*** Begin section ***
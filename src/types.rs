//! Common types used throughout the match lifecycle engine

use chrono::{DateTime, Utc};
use serde::{Deserialize, Serialize};
use uuid::Uuid;

/// Stable user identifier, as resolved by the identity provider
pub type UserId = String;

/// Unique identifier for matches
pub type MatchId = Uuid;

/// Unique identifier for wagers
pub type WagerId = Uuid;

/// Unique identifier for parties
pub type PartyId = Uuid;

/// Competitive mode a player queues for
#[derive(Debug, Clone, Copy, PartialEq, Eq, Hash, PartialOrd, Ord, Serialize, Deserialize)]
pub enum GameMode {
    #[serde(rename = "1v1")]
    OneVsOne,
    #[serde(rename = "5v5")]
    FiveVsFive,
}

impl GameMode {
    pub const ALL: [GameMode; 2] = [GameMode::OneVsOne, GameMode::FiveVsFive];

    /// Number of players on each side
    pub fn team_size(&self) -> usize {
        match self {
            GameMode::OneVsOne => 1,
            GameMode::FiveVsFive => 5,
        }
    }

    /// Total number of participants in a match of this mode
    pub fn match_size(&self) -> usize {
        self.team_size() * 2
    }

    pub fn as_str(&self) -> &'static str {
        match self {
            GameMode::OneVsOne => "1v1",
            GameMode::FiveVsFive => "5v5",
        }
    }
}

impl std::fmt::Display for GameMode {
    fn fmt(&self, f: &mut std::fmt::Formatter<'_>) -> std::fmt::Result {
        write!(f, "{}", self.as_str())
    }
}

/// One side of a match
#[derive(Debug, Clone, Copy, PartialEq, Eq, Hash, Serialize, Deserialize)]
pub enum TeamSide {
    A,
    B,
}

impl TeamSide {
    pub fn opponent(&self) -> TeamSide {
        match self {
            TeamSide::A => TeamSide::B,
            TeamSide::B => TeamSide::A,
        }
    }
}

impl std::fmt::Display for TeamSide {
    fn fmt(&self, f: &mut std::fmt::Formatter<'_>) -> std::fmt::Result {
        match self {
            TeamSide::A => write!(f, "A"),
            TeamSide::B => write!(f, "B"),
        }
    }
}

/// Which veto pool a ban applies to
#[derive(Debug, Clone, Copy, PartialEq, Eq, Hash, Serialize, Deserialize)]
#[serde(rename_all = "lowercase")]
pub enum VetoKind {
    Map,
    Location,
}

impl std::fmt::Display for VetoKind {
    fn fmt(&self, f: &mut std::fmt::Formatter<'_>) -> std::fmt::Result {
        match self {
            VetoKind::Map => write!(f, "map"),
            VetoKind::Location => write!(f, "location"),
        }
    }
}

/// Player action delivered through the command queue
#[derive(Debug, Clone, PartialEq, Serialize, Deserialize)]
#[serde(tag = "action", rename_all = "snake_case")]
pub enum PlayerAction {
    JoinQueue { mode: GameMode },
    LeaveQueue,
    Confirm { match_id: MatchId },
    Decline { match_id: MatchId },
    Ban {
        match_id: MatchId,
        kind: VetoKind,
        item: String,
    },
    RequestProvisioning { match_id: MatchId },
}

/// Command envelope stamped by the identity gateway.
///
/// `user_id` is the id the gateway resolved from the session; it is the only
/// identity the engine acts on.
#[derive(Debug, Clone, Serialize, Deserialize)]
pub struct PlayerCommand {
    pub user_id: UserId,
    #[serde(flatten)]
    pub action: PlayerAction,
    pub timestamp: DateTime<Utc>,
}

/// Event emitted by the queue store
#[derive(Debug, Clone, Serialize, Deserialize)]
#[serde(tag = "event", rename_all = "snake_case")]
pub enum QueueEvent {
    Joined {
        user_ids: Vec<UserId>,
        mode: GameMode,
        joined_at: DateTime<Utc>,
    },
    Left {
        user_ids: Vec<UserId>,
        mode: GameMode,
        timestamp: DateTime<Utc>,
    },
}

/// Per-player rating outcome carried on the finished event
#[derive(Debug, Clone, PartialEq, Eq, Serialize, Deserialize)]
pub struct RatingChange {
    pub user_id: UserId,
    pub old_elo: i32,
    pub new_elo: i32,
    pub elo_change: i32,
}

/// Event emitted on every match lifecycle step
#[derive(Debug, Clone, Serialize, Deserialize)]
#[serde(tag = "event", rename_all = "snake_case")]
pub enum MatchEvent {
    Created {
        match_id: MatchId,
        mode: GameMode,
        team_a: Vec<UserId>,
        team_b: Vec<UserId>,
        confirmation_deadline: DateTime<Utc>,
    },
    Confirmed {
        match_id: MatchId,
        timestamp: DateTime<Utc>,
    },
    Cancelled {
        match_id: MatchId,
        reason: String,
        timestamp: DateTime<Utc>,
    },
    Banned {
        match_id: MatchId,
        kind: VetoKind,
        item: String,
        by: TeamSide,
        selected: Option<String>,
    },
    VetoCompleted {
        match_id: MatchId,
        map: String,
        location: String,
    },
    ServerReady {
        match_id: MatchId,
        server_ip: String,
        timestamp: DateTime<Utc>,
    },
    Live {
        match_id: MatchId,
        timestamp: DateTime<Utc>,
    },
    Finished {
        match_id: MatchId,
        winner: TeamSide,
        score_team_a: u32,
        score_team_b: u32,
        rating_changes: Vec<RatingChange>,
        timestamp: DateTime<Utc>,
    },
    WagerSettled {
        wager_id: WagerId,
        match_id: Option<MatchId>,
        winner_id: UserId,
        winner_prize: u64,
        platform_fee: u64,
    },
}

impl MatchEvent {
    /// Short event name used for routing keys and metrics
    pub fn name(&self) -> &'static str {
        match self {
            MatchEvent::Created { .. } => "created",
            MatchEvent::Confirmed { .. } => "confirmed",
            MatchEvent::Cancelled { .. } => "cancelled",
            MatchEvent::Banned { .. } => "banned",
            MatchEvent::VetoCompleted { .. } => "veto_completed",
            MatchEvent::ServerReady { .. } => "server_ready",
            MatchEvent::Live { .. } => "live",
            MatchEvent::Finished { .. } => "finished",
            MatchEvent::WagerSettled { .. } => "wager_settled",
        }
    }

    /// Identity of the lifecycle step this event reports. A re-published
    /// step yields the same key.
    pub fn dedup_key(&self) -> String {
        match self {
            MatchEvent::Created { match_id, .. }
            | MatchEvent::Confirmed { match_id, .. }
            | MatchEvent::Cancelled { match_id, .. }
            | MatchEvent::VetoCompleted { match_id, .. }
            | MatchEvent::ServerReady { match_id, .. }
            | MatchEvent::Live { match_id, .. }
            | MatchEvent::Finished { match_id, .. } => format!("{}:{}", match_id, self.name()),
            MatchEvent::Banned {
                match_id,
                kind,
                item,
                ..
            } => format!("{}:banned:{}:{}", match_id, kind, item),
            MatchEvent::WagerSettled { wager_id, .. } => format!("wager:{}:settled", wager_id),
        }
    }
}

/// Union type for all AMQP messages
#[derive(Debug, Clone, Serialize, Deserialize)]
#[serde(tag = "type")]
pub enum AmqpMessage {
    PlayerCommand(PlayerCommand),
    QueueEvent(QueueEvent),
    MatchEvent(MatchEvent),
}

#[cfg(test)]
mod tests {
    use super::*;

    #[test]
    fn test_mode_sizes() {
        assert_eq!(GameMode::OneVsOne.team_size(), 1);
        assert_eq!(GameMode::FiveVsFive.match_size(), 10);
        assert_eq!(GameMode::FiveVsFive.to_string(), "5v5");
    }

    #[test]
    fn test_command_wire_format() {
        let json = r#"{"user_id":"u1","action":"ban","match_id":"5f0c6f3e-9a55-4a8e-9a77-1c2f4b9d0e11","kind":"map","item":"de_nuke","timestamp":"2026-01-01T00:00:00Z"}"#;
        let command: PlayerCommand = serde_json::from_str(json).unwrap();
        assert_eq!(command.user_id, "u1");
        match command.action {
            PlayerAction::Ban { kind, item, .. } => {
                assert_eq!(kind, VetoKind::Map);
                assert_eq!(item, "de_nuke");
            }
            other => panic!("unexpected action {:?}", other),
        }

        let join: PlayerAction = serde_json::from_str(r#"{"action":"join_queue","mode":"5v5"}"#).unwrap();
        assert_eq!(
            join,
            PlayerAction::JoinQueue {
                mode: GameMode::FiveVsFive
            }
        );
    }

    #[test]
    fn test_dedup_key_repeats_per_step() {
        let match_id = uuid::Uuid::new_v4();
        let live = |at| MatchEvent::Live {
            match_id,
            timestamp: at,
        };
        let first = live(Utc::now());
        let again = live(Utc::now() + chrono::Duration::seconds(5));
        assert_eq!(first.dedup_key(), again.dedup_key());

        let ban = |item: &str| MatchEvent::Banned {
            match_id,
            kind: VetoKind::Map,
            item: item.to_string(),
            by: TeamSide::A,
            selected: None,
        };
        assert_ne!(ban("de_nuke").dedup_key(), ban("de_inferno").dedup_key());
        assert_ne!(first.dedup_key(), ban("de_nuke").dedup_key());
    }
}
*** End section ***
• **Work required**
Each line from the first line of the entries up to and including the line containing "the identity provider" should be transcribed exactly, with all other lines left out.

• **Response to this task**
filename src/types.rs
//! Common types used throughout the match lifecycle engine

use chrono::{DateTime, Utc};
use serde::{Deserialize, Serialize};
use uuid::Uuid;

/// Stable user identifier, as resolved by the identity provider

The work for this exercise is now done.